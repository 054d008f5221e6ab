//! Configuration management for Parley.
//!
//! Provides configuration loading from TOML files with support for
//! multiple file locations, environment variable overrides, and sensible defaults.

use std::path::{Path, PathBuf};

use serde::Deserialize;
use thiserror::Error;


/// Environment variable pointing at a config file.
pub const CONFIG_ENV_VAR: &str = "PARLEY_CONFIG";

/// Environment variable that overrides `completion.api_key`.
pub const API_KEY_ENV_VAR: &str = "PARLEY_API_KEY";

/// Room kept between the soft and hard chunk limits for fence markers.
pub const FENCE_HEADROOM: usize = 40;

/// Errors that can occur when loading configuration.
#[derive(Debug, Error)]
pub enum ConfigError {
    /// Failed to read the configuration file.
    #[error("failed to read config file '{path}': {source}")]
    IoError {
        /// Path to the configuration file that could not be read.
        path: PathBuf,
        /// The underlying I/O error.
        source: std::io::Error,
    },

    /// Failed to parse the configuration file as TOML.
    #[error("failed to parse config file '{path}': {source}")]
    ParseError {
        /// Path to the configuration file that could not be parsed.
        path: PathBuf,
        /// The underlying TOML parse error.
        source: toml::de::Error,
    },

    /// A value parsed but is not usable.
    #[error("invalid config value for '{field}': {reason}")]
    InvalidValue {
        /// Dotted path of the offending field.
        field: &'static str,
        /// Why the value was rejected.
        reason: String,
    },
}

/// Application configuration loaded from TOML file.
#[derive(Debug, Clone, Default, PartialEq, Deserialize)]
pub struct Config {
    /// The single identity allowed to administer the whitelist.
    ///
    /// `None` means nobody can run admin commands.
    #[serde(default)]
    pub admin_id: Option<u64>,

    /// Completion service settings.
    #[serde(default)]
    pub completion: CompletionConfig,

    /// Storage configuration. Optional; defaults apply when absent.
    #[serde(default)]
    pub storage: Option<StorageConfig>,

    /// Response formatting limits.
    #[serde(default)]
    pub format: FormatConfig,

    /// Chat pipeline behavior.
    #[serde(default)]
    pub chat: ChatConfig,

    /// File logging. When absent only stdout logging is used.
    #[serde(default)]
    pub logging: Option<LoggingConfig>,
}

/// Settings for the OpenAI-compatible completion endpoint.
#[derive(Debug, Clone, PartialEq, Deserialize)]
#[serde(default)]
pub struct CompletionConfig {
    /// Bearer token. A missing key is reported per request, not at load time.
    pub api_key: Option<String>,
    /// Model identifier sent with every request.
    pub model: String,
    /// Full URL of the chat completions endpoint.
    pub endpoint: String,
    /// Request timeout in seconds.
    pub timeout_secs: u64,
    /// Number of user/assistant pairs of history sent as context.
    pub history_pairs: u32,
}

impl Default for CompletionConfig {
    fn default() -> Self {
        Self {
            api_key: None,
            model: "llama-3.1-70b-versatile".to_string(),
            endpoint: "https://api.groq.com/openai/v1/chat/completions".to_string(),
            timeout_secs: 60,
            history_pairs: 20,
        }
    }
}

/// Storage configuration.
#[derive(Debug, Clone, Default, PartialEq, Deserialize)]
pub struct StorageConfig {
    /// Database URL (e.g. `sqlite:/path/to/parley.db`).
    #[serde(default)]
    pub database_url: Option<String>,
}

/// Chunking limits for outgoing messages.
#[derive(Debug, Clone, PartialEq, Deserialize)]
#[serde(default)]
pub struct FormatConfig {
    /// Target chunk size in characters.
    pub soft_limit: usize,
    /// Absolute per-message maximum of the transport.
    pub hard_limit: usize,
    /// Close and reopen code fences when a split lands inside one.
    pub reopen_fences: bool,
}

impl Default for FormatConfig {
    fn default() -> Self {
        Self {
            soft_limit: 1900,
            hard_limit: 2000,
            reopen_fences: false,
        }
    }
}

/// Chat pipeline behavior.
#[derive(Debug, Clone, PartialEq, Deserialize)]
#[serde(default)]
pub struct ChatConfig {
    /// Process messages of the same user one at a time.
    pub serialize_per_user: bool,
}

impl Default for ChatConfig {
    fn default() -> Self {
        Self {
            serialize_per_user: true,
        }
    }
}

/// Log file rotation policy.
#[derive(Debug, Clone, Copy, Default, PartialEq, Eq, Deserialize)]
#[serde(rename_all = "lowercase")]
pub enum Rotation {
    /// New file every day.
    #[default]
    Daily,
    /// New file every hour.
    Hourly,
    /// Single file, never rotated.
    Never,
}

/// File logging configuration.
#[derive(Debug, Clone, PartialEq, Deserialize)]
#[serde(default)]
pub struct LoggingConfig {
    /// Directory the log files are written to.
    pub directory: String,
    /// Maximum number of rotated files kept.
    pub max_files: usize,
    /// Rotation policy.
    pub rotation: Rotation,
}

impl Default for LoggingConfig {
    fn default() -> Self {
        Self {
            directory: "logs".to_string(),
            max_files: 7,
            rotation: Rotation::Daily,
        }
    }
}

impl Config {
    /// Load configuration from file system.
    ///
    /// Priority order:
    /// 1. `path` argument (e.g. a `--config` flag)
    /// 2. PARLEY_CONFIG environment variable
    /// 3. ./config.toml (local directory)
    /// 4. ~/.config/parley/config.toml (user config)
    ///
    /// Returns default config if no config file found.
    ///
    /// # Errors
    ///
    /// Returns [`ConfigError::IoError`] if a found file cannot be read.
    /// Returns [`ConfigError::ParseError`] if a found file is not valid TOML.
    /// Returns [`ConfigError::InvalidValue`] if validation fails.
    pub fn load(path: Option<&Path>) -> Result<Self, ConfigError> {
        if let Some(path) = path {
            return Self::load_from(path);
        }

        if let Ok(path) = std::env::var(CONFIG_ENV_VAR) {
            let p = PathBuf::from(&path);
            if p.exists() {
                return Self::load_from(p);
            }
        }

        let local = PathBuf::from("config.toml");
        if local.exists() {
            return Self::load_from(local);
        }

        if let Some(home) = dirs::home_dir() {
            let user_config = home.join(".config/parley/config.toml");
            if user_config.exists() {
                return Self::load_from(user_config);
            }
        }

        Ok(Self::default())
    }

    /// Load configuration from a specific path.
    ///
    /// # Errors
    ///
    /// Returns [`ConfigError::IoError`] if the file cannot be read.
    /// Returns [`ConfigError::ParseError`] if the file is not valid TOML.
    /// Returns [`ConfigError::InvalidValue`] if validation fails.
    pub fn load_from(path: impl AsRef<Path>) -> Result<Self, ConfigError> {
        let path = path.as_ref();
        let content = std::fs::read_to_string(path).map_err(|source| ConfigError::IoError {
            path: path.to_path_buf(),
            source,
        })?;
        let config: Self = toml::from_str(&content).map_err(|source| ConfigError::ParseError {
            path: path.to_path_buf(),
            source,
        })?;
        config.validate()?;
        Ok(config)
    }

    /// Check cross-field constraints that serde cannot express.
    ///
    /// # Errors
    ///
    /// Returns [`ConfigError::InvalidValue`] naming the first bad field.
    pub fn validate(&self) -> Result<(), ConfigError> {
        if self.format.soft_limit == 0 {
            return Err(ConfigError::InvalidValue {
                field: "format.soft_limit",
                reason: "must be greater than zero".to_string(),
            });
        }
        if self.format.soft_limit + FENCE_HEADROOM > self.format.hard_limit {
            return Err(ConfigError::InvalidValue {
                field: "format.soft_limit",
                reason: format!(
                    "must be at least {} below format.hard_limit ({})",
                    FENCE_HEADROOM, self.format.hard_limit
                ),
            });
        }
        if self.completion.timeout_secs == 0 {
            return Err(ConfigError::InvalidValue {
                field: "completion.timeout_secs",
                reason: "must be greater than zero".to_string(),
            });
        }
        Ok(())
    }

    /// Resolve the API key: PARLEY_API_KEY env var, then `completion.api_key`.
    ///
    /// Empty values count as missing.
    pub fn resolve_api_key(&self) -> Option<String> {
        if let Ok(key) = std::env::var(API_KEY_ENV_VAR)
            && !key.trim().is_empty()
        {
            return Some(key);
        }
        self.completion
            .api_key
            .clone()
            .filter(|key| !key.trim().is_empty())
    }

    /// Database URL from the `[storage]` section, if any.
    pub fn database_url(&self) -> Option<&str> {
        self.storage
            .as_ref()
            .and_then(|s| s.database_url.as_deref())
    }
}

### Instructions for the task
Both end lines included, restate word for word the lines above from the line with "for fence markers." to the line with "pub struct CompletionConfig", and nothing else.

### Worked solution
/// Room kept between the soft and hard chunk limits for fence markers.
pub const FENCE_HEADROOM: usize = 40;

/// Errors that can occur when loading configuration.
#[derive(Debug, Error)]
pub enum ConfigError {
    /// Failed to read the configuration file.
    #[error("failed to read config file '{path}': {source}")]
    IoError {
        /// Path to the configuration file that could not be read.
        path: PathBuf,
        /// The underlying I/O error.
        source: std::io::Error,
    },

    /// Failed to parse the configuration file as TOML.
    #[error("failed to parse config file '{path}': {source}")]
    ParseError {
        /// Path to the configuration file that could not be parsed.
        path: PathBuf,
        /// The underlying TOML parse error.
        source: toml::de::Error,
    },

    /// A value parsed but is not usable.
    #[error("invalid config value for '{field}': {reason}")]
    InvalidValue {
        /// Dotted path of the offending field.
        field: &'static str,
        /// Why the value was rejected.
        reason: String,
    },
}

/// Application configuration loaded from TOML file.
#[derive(Debug, Clone, Default, PartialEq, Deserialize)]
pub struct Config {
    /// The single identity allowed to administer the whitelist.
    ///
    /// `None` means nobody can run admin commands.
    #[serde(default)]
    pub admin_id: Option<u64>,

    /// Completion service settings.
    #[serde(default)]
    pub completion: CompletionConfig,

    /// Storage configuration. Optional; defaults apply when absent.
    #[serde(default)]
    pub storage: Option<StorageConfig>,

    /// Response formatting limits.
    #[serde(default)]
    pub format: FormatConfig,

    /// Chat pipeline behavior.
    #[serde(default)]
    pub chat: ChatConfig,

    /// File logging. When absent only stdout logging is used.
    #[serde(default)]
    pub logging: Option<LoggingConfig>,
}

/// Settings for the OpenAI-compatible completion endpoint.
#[derive(Debug, Clone, PartialEq, Deserialize)]
#[serde(default)]
pub struct CompletionConfig {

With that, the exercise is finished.